I have an occasion to do a little research on the Montessori method. Named after Dr. Maria Montessori, who, in 1896, was the first woman in Italy to graduate out of medical school, the Montessori method seems to have rich similarities with Connectivism.

The basic Montessori concepts are pretty well known by now (Montessori in Perspective, 1966). 1 – The teacher must pay attention to the child, rather than the child paying attention to the teacher. 2 – The child proceeds at his own pace in an environment controlled to provide means of learning. 3 – Imaginative teaching materials are the heart of the process. 4 – Each of them is self-correcting, thus enabling the child to proceed at his own pace and see his own mistakes. If you were to look inside a Montessori classroom, you would get the impression of “controlled chaos” because each child would be quietly working at his private encounter with whatever learning task he or she chose (Montessori in Perspective, 1966).
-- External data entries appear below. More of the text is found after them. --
//! The declaration rule table.
//!
//! One table drives every consumer that needs to know "which keyword
//! declares what": the symbol extractor and the semantic token emitter.

use super::types::SymbolKind;

/// How the name following a declaration keyword is read.
#[derive(Debug, Clone, Copy, PartialEq, Eq)]
pub enum NameReader {
    /// A single identifier.
    Simple,
    /// Identifiers joined by `::` or `.` (`a::b`, `a.b.c`).
    Qualified,
}

/// How a declaration keyword introduces a symbol.
#[derive(Debug, Clone, Copy, PartialEq, Eq)]
pub struct DeclarationRule {
    pub keyword: &'static str,
    pub kind: SymbolKind,
    /// The declaration may own a `{ ... }` body.
    pub expect_body: bool,
    /// A trailing `;` in place of the body is legal (`mod m;`, `fn f();`).
    pub allow_bodyless: bool,
    pub name: NameReader,
}

const fn rule(
    keyword: &'static str,
    kind: SymbolKind,
    expect_body: bool,
    allow_bodyless: bool,
    name: NameReader,
) -> DeclarationRule {
    DeclarationRule {
        keyword,
        kind,
        expect_body,
        allow_bodyless,
        name,
    }
}

/// Every recognized declaration keyword.
pub const DECLARATIONS: &[DeclarationRule] = &[
    rule("mod", SymbolKind::Module, true, true, NameReader::Qualified),
    rule("module", SymbolKind::Module, true, true, NameReader::Qualified),
    rule("namespace", SymbolKind::Namespace, true, true, NameReader::Qualified),
    rule("struct", SymbolKind::Struct, true, false, NameReader::Simple),
    rule("union", SymbolKind::Struct, true, false, NameReader::Simple),
    rule("enum", SymbolKind::Enum, true, false, NameReader::Simple),
    rule("trait", SymbolKind::Interface, true, false, NameReader::Simple),
    rule("interface", SymbolKind::Interface, true, false, NameReader::Simple),
    rule("class", SymbolKind::Class, true, false, NameReader::Simple),
    rule("type", SymbolKind::TypeParameter, false, false, NameReader::Simple),
    rule("fn", SymbolKind::Function, true, true, NameReader::Simple),
    rule("const", SymbolKind::Constant, false, false, NameReader::Simple),
    rule("static", SymbolKind::Variable, false, false, NameReader::Simple),
];

/// Look up the rule for a (case-sensitive, lowercase) keyword.
pub fn declaration_rule(keyword: &str) -> Option<&'static DeclarationRule> {
    DECLARATIONS.iter().find(|rule| rule.keyword == keyword)
}
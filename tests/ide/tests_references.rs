//! Find-references and rename tests.

use lexis::{Position, Range};
use rstest::rstest;

use crate::helpers::host_helpers::*;
use crate::helpers::source_fixtures::RENAME_WITH_COMMENT;

#[test]
fn test_rename_edits_code_occurrences_and_excludes_comment() {
    let host = host_with_document(RENAME_WITH_COMMENT);
    let edits = host
        .analysis()
        .rename(TEST_URI, position_of(RENAME_WITH_COMMENT, "x = 1"), "count");

    let ranges: Vec<Range> = edits.iter().map(|edit| edit.range).collect();
    assert_eq!(
        ranges,
        vec![
            Range::from_coords(0, 4, 0, 5),
            Range::from_coords(1, 8, 1, 9),
            Range::from_coords(1, 12, 1, 13),
        ]
    );
    assert!(edits.iter().all(|edit| edit.new_text == "count"));
    assert!(ranges.iter().all(|r| r.start != Position::new(0, 14)));
}

#[test]
fn test_prepare_rename_inside_comment_is_refused() {
    let host = host_with_document(RENAME_WITH_COMMENT);
    let analysis = host.analysis();

    assert!(analysis.prepare_rename(TEST_URI, Position::new(0, 14)).is_none());
    assert!(analysis.rename(TEST_URI, Position::new(0, 14), "y2").is_empty());

    let prepared = analysis.prepare_rename(TEST_URI, Position::new(1, 8)).unwrap();
    assert_eq!(prepared.placeholder, "x");
    assert_eq!(prepared.range, Range::from_coords(1, 8, 1, 9));
}

#[rstest]
#[case("")]
#[case("1abc")]
#[case("fn")]
#[case("two words")]
fn test_rename_rejects_illegal_names(#[case] new_name: &str) {
    let host = host_with_document(RENAME_WITH_COMMENT);
    let edits = host.analysis().rename(TEST_URI, Position::new(1, 8), new_name);
    assert!(edits.is_empty());
}

#[test]
fn test_prepare_rename_on_keyword_is_refused() {
    let host = host_with_document(RENAME_WITH_COMMENT);
    assert!(host.analysis().prepare_rename(TEST_URI, Position::new(0, 1)).is_none());
}

#[test]
fn test_references_are_whole_words() {
    let source = "fn item() {}\nfn items() { item(); let item_count = 0; }\n";
    let host = host_with_document(source);
    let refs = host.analysis().find_references(TEST_URI, Position::new(0, 3));

    assert_eq!(
        refs,
        vec![Range::from_coords(0, 3, 0, 7), Range::from_coords(1, 13, 1, 17)]
    );
}

#[test]
fn test_rename_across_single_quoted_string() {
    let source = "let x = 'a x b';\nlet y = x;";
    let host = host_with_document(source);
    let edits = host.analysis().rename(TEST_URI, Position::new(1, 8), "z");

    let ranges: Vec<Range> = edits.iter().map(|edit| edit.range).collect();
    assert_eq!(
        ranges,
        vec![Range::from_coords(0, 4, 0, 5), Range::from_coords(1, 8, 1, 9)]
    );
}

#[test]
fn test_references_in_unknown_document() {
    let host = host_with_document(RENAME_WITH_COMMENT);
    assert!(host.analysis().find_references("file:///other.rs", Position::new(0, 4)).is_empty());
}
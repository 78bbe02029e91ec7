//! IDE layer tests
//!
//! Tests for the request-level features built on the symbol model.

pub mod tests_folding;
pub mod tests_goto;
pub mod tests_references;
pub mod tests_semantic_tokens;
pub mod tests_symbols;
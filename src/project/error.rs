//! Error types for project operations.

use std::path::PathBuf;

use thiserror::Error;

/// Errors that can occur while loading files or snapshot files from disk.
#[derive(Debug, Error)]
pub enum ProjectError {
    /// The directory to load does not exist or is not a directory.
    #[error("Directory not found: {}", .0.display())]
    DirectoryNotFound(PathBuf),

    /// IO error during read/write.
    #[error("IO error on {}: {source}", .path.display())]
    Io {
        path: PathBuf,
        #[source]
        source: std::io::Error,
    },

    /// The snapshot could not be encoded or decoded.
    #[error(transparent)]
    Snapshot(#[from] SnapshotError),
}

impl ProjectError {
    /// Create an IO error for `path`.
    pub fn io(path: impl Into<PathBuf>, source: std::io::Error) -> Self {
        Self::Io {
            path: path.into(),
            source,
        }
    }
}

/// Errors in a persisted snapshot's contents.
#[derive(Debug, Error)]
pub enum SnapshotError {
    /// JSON parsing or serialization error.
    #[error("JSON error: {0}")]
    Json(#[from] serde_json::Error),

    /// The snapshot was written by an incompatible format version.
    #[error("Unsupported snapshot version: {0}")]
    UnsupportedVersion(u32),
}
//! Find-references and rename.
//!
//! Both work on text alone: the identifier under the cursor is matched as a
//! whole word at every code position of the document. Comments and strings
//! never match.

use crate::base::text_utils::{is_valid_identifier, is_whole_word};
use crate::base::{Position, Range};
use crate::hir::DocumentIndex;
use crate::scan::Mask;

use super::cursor::word_at;

/// A single text replacement.
#[derive(Clone, Debug, PartialEq, Eq)]
pub struct TextEdit {
    pub range: Range,
    pub new_text: String,
}

/// Result of a successful rename precondition check.
#[derive(Clone, Debug, PartialEq, Eq)]
pub struct PrepareRename {
    /// Exact range of the identifier under the cursor.
    pub range: Range,
    /// The identifier's current text.
    pub placeholder: String,
}

/// Ranges of every code occurrence of the identifier at `position`.
pub fn references_at_position(doc: &DocumentIndex, position: Position) -> Vec<Range> {
    let Some(word) = word_at(doc, position) else {
        return Vec::new();
    };
    if !is_valid_identifier(&word.text) {
        return Vec::new();
    }

    let needle: Vec<char> = word.text.chars().collect();
    find_occurrences(doc.chars(), doc.mask(), &needle)
        .into_iter()
        .map(|start| doc.line_index().range(start, start + needle.len()))
        .collect()
}

/// Edits renaming every reference of the identifier at `position`.
///
/// Returns no edits when the cursor is not on a renamable identifier or
/// `new_name` is not a legal identifier.
pub fn rename_symbol(doc: &DocumentIndex, position: Position, new_name: &str) -> Vec<TextEdit> {
    if !is_valid_identifier(new_name) {
        tracing::debug!("[RENAME] rejected new name {:?}", new_name);
        return Vec::new();
    }
    if prepare_rename(doc, position).is_none() {
        return Vec::new();
    }

    references_at_position(doc, position)
        .into_iter()
        .map(|range| TextEdit {
            range,
            new_text: new_name.to_string(),
        })
        .collect()
}

/// Check that the cursor is on a renamable identifier: a legal,
/// non-reserved identifier in code.
pub fn prepare_rename(doc: &DocumentIndex, position: Position) -> Option<PrepareRename> {
    let word = word_at(doc, position)?;
    if !is_valid_identifier(&word.text) || !word.is_code(doc) {
        return None;
    }
    Some(PrepareRename {
        range: doc.line_index().range(word.start, word.end),
        placeholder: word.text,
    })
}

/// Start offsets of whole-word, code-only matches of `needle`.
fn find_occurrences(chars: &[char], mask: &Mask, needle: &[char]) -> Vec<usize> {
    let Some(&first) = needle.first() else {
        return Vec::new();
    };
    if needle.len() > chars.len() {
        return Vec::new();
    }

    (0..=chars.len() - needle.len())
        .filter(|&start| chars[start] == first)
        .filter(|&start| chars[start..start + needle.len()] == *needle)
        .filter(|&start| is_whole_word(chars, start, start + needle.len()))
        .filter(|&start| (start..start + needle.len()).all(|offset| mask.is_code(offset)))
        .collect()
}
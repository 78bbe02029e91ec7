//! Position tracking for symbols, references and edits.
//!
//! All coordinates are 0-indexed for LSP compatibility. Columns are counted in
//! `char`s, matching the offsets produced by the masking scanner.

use serde::{Deserialize, Serialize};

/// A position in source code (0-indexed).
#[derive(Debug, Clone, Copy, PartialEq, Eq, PartialOrd, Ord, Hash, Default, Serialize, Deserialize)]
pub struct Position {
    pub line: u32,
    pub character: u32,
}

/// A half-open range in source code.
#[derive(Debug, Clone, Copy, PartialEq, Eq, Hash, Default, Serialize, Deserialize)]
pub struct Range {
    pub start: Position,
    pub end: Position,
}

impl Position {
    pub fn new(line: u32, character: u32) -> Self {
        Self { line, character }
    }
}

impl Range {
    pub fn new(start: Position, end: Position) -> Self {
        Self { start, end }
    }

    /// Create a range from line/column coordinates.
    pub fn from_coords(start_line: u32, start_col: u32, end_line: u32, end_col: u32) -> Self {
        Self {
            start: Position::new(start_line, start_col),
            end: Position::new(end_line, end_col),
        }
    }

    /// Check if a position falls within this range (end exclusive).
    pub fn contains(&self, position: Position) -> bool {
        position >= self.start && position < self.end
    }
}

/// Maps char offsets to line/column positions and back.
///
/// Built once per document; lookups are `O(log lines)`.
#[derive(Debug, Clone, PartialEq, Eq)]
pub struct LineIndex {
    /// Char offset at which each line starts. Always contains at least `0`.
    line_starts: Vec<usize>,
    /// Total number of chars in the text.
    len: usize,
}

impl LineIndex {
    pub fn new(text: &str) -> Self {
        let mut line_starts = vec![0];
        let mut len = 0;
        for (i, c) in text.chars().enumerate() {
            if c == '\n' {
                line_starts.push(i + 1);
            }
            len = i + 1;
        }
        Self { line_starts, len }
    }

    /// Build from an already collected char buffer.
    pub fn from_chars(chars: &[char]) -> Self {
        let mut line_starts = vec![0];
        for (i, &c) in chars.iter().enumerate() {
            if c == '\n' {
                line_starts.push(i + 1);
            }
        }
        Self {
            line_starts,
            len: chars.len(),
        }
    }

    /// Number of lines (a trailing newline opens a final empty line).
    pub fn line_count(&self) -> usize {
        self.line_starts.len()
    }

    /// Total length in chars.
    pub fn len(&self) -> usize {
        self.len
    }

    pub fn is_empty(&self) -> bool {
        self.len == 0
    }

    /// Char offset where `line` starts, if the line exists.
    pub fn line_start(&self, line: u32) -> Option<usize> {
        self.line_starts.get(line as usize).copied()
    }

    /// Length of `line` in chars, excluding its `\n` terminator.
    pub fn line_len(&self, line: u32) -> usize {
        let line = line as usize;
        let Some(&start) = self.line_starts.get(line) else {
            return 0;
        };
        let end = self
            .line_starts
            .get(line + 1)
            .map(|next| next - 1)
            .unwrap_or(self.len);
        end.saturating_sub(start)
    }

    /// Convert a char offset to a position. Offsets past the end clamp to the end.
    pub fn position(&self, offset: usize) -> Position {
        let offset = offset.min(self.len);
        let line = match self.line_starts.binary_search(&offset) {
            Ok(line) => line,
            Err(next) => next - 1,
        };
        Position::new(line as u32, (offset - self.line_starts[line]) as u32)
    }

    /// Convert a position to a char offset.
    ///
    /// A column past the end of its line clamps to the line end; a line past
    /// the end of the text returns `None`.
    pub fn offset(&self, position: Position) -> Option<usize> {
        let start = self.line_start(position.line)?;
        let col = (position.character as usize).min(self.line_len(position.line));
        Some(start + col)
    }

    /// Convert a `[start, end)` char span into a range.
    pub fn range(&self, start: usize, end: usize) -> Range {
        Range::new(self.position(start), self.position(end))
    }
}
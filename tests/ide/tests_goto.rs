//! Go-to-definition tests.

use lexis::hir::SymbolKind;
use lexis::ide::definition_at_position;

use crate::helpers::host_helpers::*;
use crate::helpers::source_fixtures::NESTED_MODULES;

#[test]
fn test_goto_type_from_use_site() {
    let host = host_with_document(NESTED_MODULES);
    let analysis = host.analysis();
    let position = position_of(NESTED_MODULES, "Connection::open");

    let targets = analysis.goto_definition(TEST_URI, position);
    assert_eq!(targets[0].kind, SymbolKind::Struct);
    assert_eq!(targets[0].start_line, 2);
}

#[test]
fn test_goto_on_declaration_returns_itself() {
    let host = host_with_document(NESTED_MODULES);
    let doc = host.analysis().document(TEST_URI).unwrap();
    let position = position_of(NESTED_MODULES, "handshake(");

    let targets = definition_at_position(doc, position);
    assert_eq!(targets.len(), 1);
    assert_eq!(targets[0].kind, SymbolKind::Method);
}

#[test]
fn test_goto_with_cursor_after_word() {
    let source = "fn helper() {}\nfn main() { helper(); }\n";
    let host = host_with_document(source);
    let mut position = position_of(source, "helper();");
    position.character += "helper".len() as u32;

    let targets = host.analysis().goto_definition(TEST_URI, position);
    assert_eq!(targets[0].start_line, 0);
}

#[test]
fn test_goto_across_documents() {
    let mut host = host_with_document("fn main() { let c = Config::load(); }\n");
    host.index_text("file:///config.rs", "pub struct Config {}\n");
    let position = position_of("fn main() { let c = Config::load(); }", "Config");

    let targets = host.analysis().goto_definition(TEST_URI, position);
    assert_eq!(targets.len(), 1);
    assert_eq!(targets[0].document_id.as_ref(), "file:///config.rs");
}

#[test]
fn test_goto_on_literal_finds_nothing() {
    let source = "const N: u8 = 42;\n";
    let host = host_with_document(source);
    let targets = host.analysis().goto_definition(TEST_URI, position_of(source, "42"));
    assert!(targets.is_empty());
}
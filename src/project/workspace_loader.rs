use std::fs;
use std::path::{Path, PathBuf};

use rayon::prelude::*;
use walkdir::WalkDir;

use crate::hir::{Symbol, WorkspaceIndex, extract_symbols_from_text};
use crate::ide::AnalysisHost;

use super::config::IndexConfig;
use super::error::ProjectError;

/// Outcome of loading a directory.
#[derive(Debug, Clone, Default, PartialEq, Eq)]
pub struct LoadReport {
    /// Files indexed.
    pub indexed: usize,
    /// Files with a matching extension skipped for exceeding the size limit.
    pub skipped: usize,
    /// Files that could not be read, with the reason.
    pub failed: Vec<(PathBuf, String)>,
}

/// Loads workspace files from disk into a [`WorkspaceIndex`].
///
/// Files are read and extracted in parallel; the index is only touched on
/// the calling thread.
#[derive(Debug, Clone, Default)]
pub struct WorkspaceLoader {
    config: IndexConfig,
}

impl WorkspaceLoader {
    pub fn new() -> Self {
        Self::default()
    }

    pub fn with_config(config: IndexConfig) -> Self {
        Self { config }
    }

    pub fn config(&self) -> &IndexConfig {
        &self.config
    }

    /// Loads all matching files under `path` into `index`.
    pub fn load_directory<P: AsRef<Path>>(
        &self,
        path: P,
        index: &mut WorkspaceIndex,
    ) -> Result<LoadReport, ProjectError> {
        let path = path.as_ref();
        if !path.is_dir() {
            return Err(ProjectError::DirectoryNotFound(path.to_path_buf()));
        }

        let (paths, skipped) = self.collect_file_paths(path);

        // Read and extract files in parallel
        let results: Vec<(PathBuf, Result<(String, Vec<Symbol>), String>)> = paths
            .into_par_iter()
            .map(|path| {
                let result = read_and_extract(&path);
                (path, result)
            })
            .collect();

        let mut report = LoadReport {
            skipped,
            ..LoadReport::default()
        };
        for (path, result) in results {
            match result {
                Ok((uri, symbols)) => {
                    index.insert_symbols(&uri, symbols);
                    report.indexed += 1;
                }
                Err(reason) => {
                    tracing::warn!("[LOADER] failed to read {}: {}", path.display(), reason);
                    report.failed.push((path, reason));
                }
            }
        }

        tracing::info!(
            "[LOADER] {}: indexed {}, skipped {}, failed {}",
            path.display(),
            report.indexed,
            report.skipped,
            report.failed.len()
        );
        Ok(report)
    }

    /// Loads all matching files under `path` into the host's workspace index.
    pub fn load_directory_into_host<P: AsRef<Path>>(
        &self,
        path: P,
        host: &mut AnalysisHost,
    ) -> Result<LoadReport, ProjectError> {
        self.load_directory(path, host.workspace_mut())
    }

    /// Loads a single file, regardless of its extension or size.
    pub fn load_file<P: AsRef<Path>>(
        &self,
        path: P,
        index: &mut WorkspaceIndex,
    ) -> Result<(), ProjectError> {
        let path = path.as_ref();
        let text = fs::read_to_string(path).map_err(|e| ProjectError::io(path, e))?;
        index.index(&document_uri(path), &text);
        Ok(())
    }

    /// Collect indexable files under `dir`, sorted by path.
    ///
    /// Returns the paths and the number of files skipped for size.
    fn collect_file_paths(&self, dir: &Path) -> (Vec<PathBuf>, usize) {
        let mut paths = Vec::new();
        let mut skipped = 0;

        for entry in WalkDir::new(dir)
            .follow_links(false)
            .into_iter()
            .filter_map(Result::ok)
        {
            if !entry.file_type().is_file() {
                continue;
            }
            let path = entry.path();
            let matches = path
                .extension()
                .and_then(|ext| ext.to_str())
                .is_some_and(|ext| self.config.accepts_extension(ext));
            if !matches {
                continue;
            }

            let size = entry.metadata().map(|m| m.len()).unwrap_or(0);
            if size > self.config.max_file_size {
                tracing::debug!("[LOADER] skipping {} ({} bytes)", path.display(), size);
                skipped += 1;
                continue;
            }
            paths.push(path.to_path_buf());
        }

        paths.sort();
        (paths, skipped)
    }
}

/// The document identifier used for a file on disk.
pub fn document_uri(path: &Path) -> String {
    let path = path.to_string_lossy().replace('\\', "/");
    if path.starts_with('/') {
        format!("file://{path}")
    } else {
        format!("file:///{path}")
    }
}

fn read_and_extract(path: &Path) -> Result<(String, Vec<Symbol>), String> {
    let text = fs::read_to_string(path).map_err(|e| e.to_string())?;
    let uri = document_uri(path);
    let symbols = extract_symbols_from_text(&uri, &text);
    Ok((uri, symbols))
}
(Quoted from http://www.webster.edu/~woolflm/montessori2.html, retrieved January 10, 2009)

Dr. Montessori said “I studied my children, and they taught me how to teach them.” And also her general principle – “first education of the senses, then education of the intellect”.

‘The essential thing is for the task to arouse such an interest that it engages the child’s whole personality’ (Maria Montessori – The Absorbent Mind: 206).

This connected with a further element in the Montessori programme – decentring the teacher. The teacher was the ‘keeper’ of the environment. While children got on with their activities the task was to observe and to intervene from the periphery. (Here there are a number of parallels with Dewey).

(Quoted from http://www.infed.org/thinkers/et-mont.htm, retrieved January 10, 2009)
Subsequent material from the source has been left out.